Like a child, sadness as grown throughout my life. When I lost Aunt Joe, I was as devastated as any eight-year-old could be. I cried for months, years even. Her death caused great sorrow to consume me, rarely did I find a moment to smile or laugh. When I lost Arnold, I was plagued with misery for losing my best-friend, overtime the despair that surround his death became a distant heart throb of pain. But when I lost Ryder and Oliver, misery as I have never known overtook me. Pain throttled me and insanity drove me to nearly tear out my own heart.

I could barely breath without them...I didn't want to.

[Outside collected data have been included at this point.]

use anyhow::Context;
use clap::Parser;
use intent_mail::core::dataset::{write_jsonl_file, DatasetGenerator};
use intent_mail::utils::logger;

#[derive(Parser)]
#[command(name = "generate_dataset")]
#[command(about = "Generate a synthetic instruction/output JSONL dataset for adapter fine-tuning")]
struct Args {
    /// Number of examples to generate
    #[arg(short = 'n', long, default_value = "1000")]
    count: usize,

    /// Output JSONL path
    #[arg(short, long, default_value = "dataset.jsonl")]
    output: String,

    /// Seed for reproducible datasets
    #[arg(long)]
    seed: Option<u64>,

    #[arg(short, long)]
    verbose: bool,
}

fn main() -> anyhow::Result<()> {
    let args = Args::parse();
    logger::init_cli_logger(args.verbose);

    let examples = match args.seed {
        Some(seed) => DatasetGenerator::seeded(seed).generate(args.count),
        None => DatasetGenerator::from_entropy().generate(args.count),
    }
    .context("generating examples")?;

    write_jsonl_file(&args.output, &examples)
        .with_context(|| format!("writing {}", args.output))?;

    tracing::info!("✅ Generated {} with {} examples", args.output, examples.len());
    println!("✅ Generated {} with {} examples", args.output, examples.len());
    Ok(())
}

Over the years my sadness rarely produced tears anymore, no, what attacked me now was gut-wrenching guilt and self-loathing. Betrayal was lending the army that attacked my soul daily. I should've died with all of them, yet here I laid beneath a bed like a coward who had failed to do the one thing that would've made everything right.

Would've made everything better again...

Tsking my tongue, I traced a single finger along the bars of the bed, the shed was consumed in its usual frigid piercing self, and I'd spent most of the day here. Every breath that emerged from my lungs was a puff of bitter air. Memories of the smoke trailing behind Asher's lit cigarette caressed my mind like the soft tips of a hand and I did little to brush them away.

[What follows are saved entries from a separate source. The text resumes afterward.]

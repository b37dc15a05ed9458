use tracing_subscriber::{layer::SubscriberExt, util::SubscriberInitExt, EnvFilter};

pub fn init_cli_logger(verbose: bool) {
    let filter = if verbose {
        EnvFilter::try_from_default_env()
            .unwrap_or_else(|_| EnvFilter::new("intent_mail=debug,info"))
    } else {
        EnvFilter::try_from_default_env().unwrap_or_else(|_| EnvFilter::new("intent_mail=info"))
    };

    tracing_subscriber::registry()
        .with(filter)
        .with(
            tracing_subscriber::fmt::layer()
                .with_target(false)
                .with_thread_ids(false)
                .with_file(false)
                .with_line_number(false)
                .compact(),
        )
        .init();
}

pub fn init_server_logger() {
    let filter = EnvFilter::try_from_default_env()
        .unwrap_or_else(|_| EnvFilter::new("intent_mail=info,dispatch_server=info,tower_http=debug"));

    tracing_subscriber::registry()
        .with(filter)
        .with(
            tracing_subscriber::fmt::layer()
                .with_target(false)
                .with_thread_ids(false)
                .with_file(false)
                .with_line_number(false)
                .json(), // 服務端輸出 JSON 方便收集
        )
        .init();
}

Ever since our bizarre encounter in the barn all those days ago, I had failed to catch a glimpse of the rugged man. I had, however, caught passing glimpses of the other men who called this farm their home. When I'd been finishing up my work in the garden, a young boy had come running out of the woods with Joshua hot on his tail. The boy, who I later learned was Enoch, was laughing with pure childish joy even as Joshua was bursting with anger.

As Enoch had hurdled over the garden fence and raced to hide behind Esther, who had stood when his laughter pierced the once quite mid-afternoon air. Joshua threw open the garden gate with such barbarian strength that I feared it might snap as it slammed into the fence. He lifted a beefy figure and pointed at Enoch who peeked over Esther's shoulder to glance at his fuming brother.

"Give it back."

He'd ordered with primal rage swirling in his eyes, he stopped a good few feet away from Esther as if he was afraid his anger would get the best of him. My eyes had shifted and took in Enoch's nearly white hair that was pulled tightly in a braided ponytail. He looked like the embodiment of winter. His skin barely held a tan and his eyes a perfect light hazel with blueish swirls. He was young, younger than Elijah, so I assumed he couldn't be older than fourteen.

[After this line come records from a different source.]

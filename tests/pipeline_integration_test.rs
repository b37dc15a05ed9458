use httpmock::prelude::*;
use intent_mail::adapters::{
    DryRunSender, GmailSender, GmailSettings, OllamaGenerator, StaticTokenProvider,
};
use intent_mail::config::toml_config::GeneratorConfig;
use intent_mail::core::contact_store::ContactChange;
use intent_mail::core::request_loop::PipelineOptions;
use intent_mail::{
    AddPolicy, ContactStore, DispatchReport, Dispatcher, EmailAddress, MailError, RequestOutcome,
    RequestPipeline, RequestStage,
};
use serde_json::json;
use std::sync::Arc;
use std::time::Duration;

fn generator_for(server: &MockServer) -> Arc<OllamaGenerator> {
    let config = GeneratorConfig {
        endpoint: server.base_url(),
        timeout_seconds: 5,
        ..GeneratorConfig::default()
    };
    Arc::new(OllamaGenerator::new(config).unwrap())
}

fn jim_store() -> ContactStore {
    ContactStore::with_contacts(
        vec![(
            "jim".to_string(),
            EmailAddress::parse("jim@example.com").unwrap(),
        )],
        AddPolicy::Overwrite,
    )
}

#[tokio::test]
async fn test_email_request_reaches_gmail_with_resolved_receiver() {
    let ollama = MockServer::start();
    let generate_mock = ollama.mock(|when, then| {
        when.method(POST)
            .path("/api/generate")
            .body_contains("send jim a note about lunch");
        then.status(200)
            .header("Content-Type", "application/json")
            .json_body(json!({
                "response": "Here you go:\n{\"type\": \"email\", \"receiver\": \"jim\", \"subject\": \"Lunch\", \"body\": \"Noon at the usual place?\"}",
                "done": true
            }));
    });

    let gmail = MockServer::start();
    let send_mock = gmail.mock(|when, then| {
        when.method(POST)
            .path("/gmail/v1/users/me/messages/send")
            .header("authorization", "Bearer test-token");
        then.status(200)
            .header("Content-Type", "application/json")
            .json_body(json!({"id": "msg-1", "threadId": "t-1"}));
    });

    let settings = GmailSettings {
        api_base: gmail.base_url(),
        ..GmailSettings::default()
    };
    let sender = GmailSender::new(Arc::new(StaticTokenProvider::new("test-token")), settings)
        .unwrap();
    let dispatcher = Dispatcher::new(jim_store().into_shared(), Arc::new(sender));
    let pipeline = RequestPipeline::new(
        generator_for(&ollama),
        dispatcher,
        PipelineOptions::default(),
    );

    let outcome = pipeline.process("send jim a note about lunch").await;

    generate_mock.assert();
    send_mock.assert();
    match outcome {
        RequestOutcome::Dispatched { report, .. } => match report {
            DispatchReport::MailSent { to, receipt } => {
                assert_eq!(to.as_str(), "jim@example.com");
                assert_eq!(receipt.message_id.as_deref(), Some("msg-1"));
                assert_eq!(receipt.attempts, 1);
            }
            other => panic!("unexpected report: {:?}", other),
        },
        other => panic!("unexpected outcome: {:?}", other),
    }
}

#[tokio::test]
async fn test_contact_update_from_model_output_changes_store() {
    let ollama = MockServer::start();
    ollama.mock(|when, then| {
        when.method(POST).path("/api/generate");
        then.status(200).json_body(json!({
            "response": "<think>user wants a new contact</think>{\"type\":\"update\",\"action\":\"add\",\"name\":\"amy\",\"email\":\"amy@test.org\"}"
        }));
    });

    let dispatcher = Dispatcher::new(jim_store().into_shared(), Arc::new(DryRunSender));
    let pipeline = RequestPipeline::new(
        generator_for(&ollama),
        dispatcher.clone(),
        PipelineOptions::default(),
    );

    let outcome = pipeline.process("add amy, amy@test.org").await;

    assert!(outcome.is_dispatched());
    match outcome {
        RequestOutcome::Dispatched {
            report: DispatchReport::ContactChanged { change },
            ..
        } => assert!(matches!(change, ContactChange::Added { ref name, .. } if name == "amy")),
        other => panic!("unexpected outcome: {:?}", other),
    }

    let contacts = dispatcher.contacts().lock().await;
    assert_eq!(contacts.len(), 2);
    assert_eq!(contacts.get("amy").unwrap().as_str(), "amy@test.org");
}

#[tokio::test]
async fn test_model_output_without_json_is_rejected_before_dispatch() {
    let ollama = MockServer::start();
    ollama.mock(|when, then| {
        when.method(POST).path("/api/generate");
        then.status(200)
            .json_body(json!({"response": "Sorry, I cannot help with that."}));
    });

    let gmail = MockServer::start();
    let send_mock = gmail.mock(|when, then| {
        when.method(POST).path("/gmail/v1/users/me/messages/send");
        then.status(200).json_body(json!({"id": "never"}));
    });

    let settings = GmailSettings {
        api_base: gmail.base_url(),
        ..GmailSettings::default()
    };
    let sender =
        GmailSender::new(Arc::new(StaticTokenProvider::new("t")), settings).unwrap();
    let pipeline = RequestPipeline::new(
        generator_for(&ollama),
        Dispatcher::new(jim_store().into_shared(), Arc::new(sender)),
        PipelineOptions::default(),
    );

    let outcome = pipeline.process("do something").await;

    send_mock.assert_hits(0);
    assert_eq!(outcome.terminal_stage(), RequestStage::Rejected);
    match outcome {
        RequestOutcome::Rejected { stage, error } => {
            assert_eq!(stage, RequestStage::Extracting);
            assert!(matches!(error, MailError::ExtractionError));
        }
        other => panic!("unexpected outcome: {:?}", other),
    }
}

#[tokio::test]
async fn test_gmail_failure_rejects_at_dispatching_stage() {
    let ollama = MockServer::start();
    ollama.mock(|when, then| {
        when.method(POST).path("/api/generate");
        then.status(200).json_body(json!({
            "response": "{\"type\":\"email\",\"receiver\":\"jim@example.com\",\"subject\":\"\",\"body\":\"\"}"
        }));
    });

    let gmail = MockServer::start();
    let send_mock = gmail.mock(|when, then| {
        when.method(POST).path("/gmail/v1/users/me/messages/send");
        then.status(403).body("insufficient permissions");
    });

    let settings = GmailSettings {
        api_base: gmail.base_url(),
        retry_delay: Duration::from_millis(1),
        ..GmailSettings::default()
    };
    let sender =
        GmailSender::new(Arc::new(StaticTokenProvider::new("t")), settings).unwrap();
    let pipeline = RequestPipeline::new(
        generator_for(&ollama),
        Dispatcher::new(jim_store().into_shared(), Arc::new(sender)),
        PipelineOptions::default(),
    );

    let outcome = pipeline.process("email jim").await;

    send_mock.assert_hits(1);
    assert_eq!(outcome.terminal_stage(), RequestStage::Rejected);
    match outcome {
        RequestOutcome::Rejected { stage, error } => {
            assert_eq!(stage, RequestStage::Dispatching);
            assert!(matches!(
                error,
                MailError::MailSendError {
                    status: Some(403),
                    ..
                }
            ));
        }
        other => panic!("unexpected outcome: {:?}", other),
    }
}

#[tokio::test]
async fn test_run_loop_over_scripted_input() {
    let ollama = MockServer::start();
    let generate_mock = ollama.mock(|when, then| {
        when.method(POST).path("/api/generate");
        then.status(200).json_body(json!({
            "response": "{\"type\":\"update\",\"action\":\"delete\",\"name\":\"jim\",\"email\":\"jim@example.com\"}"
        }));
    });

    let dispatcher = Dispatcher::new(jim_store().into_shared(), Arc::new(DryRunSender));
    let pipeline = RequestPipeline::new(
        generator_for(&ollama),
        dispatcher.clone(),
        PipelineOptions::default(),
    );

    // 第二次刪除同一個人會失敗
    let input: &[u8] = b"remove jim\n\nremove jim again\nquit\nnever read\n";
    let summary = pipeline.run(input).await.unwrap();

    generate_mock.assert_hits(2);
    assert_eq!(summary.processed, 2);
    assert_eq!(summary.dispatched, 1);
    assert_eq!(summary.rejected, 1);
    assert!(dispatcher.contacts().lock().await.is_empty());
}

Esther had offered her oldest son a soft smile, "What's the matter?" Her words were softly spoken, and I nearly scoffed for she had hardly ever held such a gentle tone with me when she was ordering me around.

"I caught Joshua reading a poem by the river!" Enoch had exclaimed through bits of laughter.

I had said nothing as the young boy flung around a piece of paper like a white flag. Even as my eyes took in Joshua's eyes lit with embers, I remained silent. I knew it would've not been my place to intervene in such a personal fight. Whatever was on that piece of paper meant something to Joshua, I saw it in the way his fists clenched and in the way his eyes furrowed with a hint of sorrow.

Esther continued to smile even as she glanced at the paper, her own eyes filled with sadness, but her smile remained, "Enoch give the poem back to Joshua and get back to your chores." Her tone was still as soft as the clouds in the blue sky, but it was edged with refined brawn.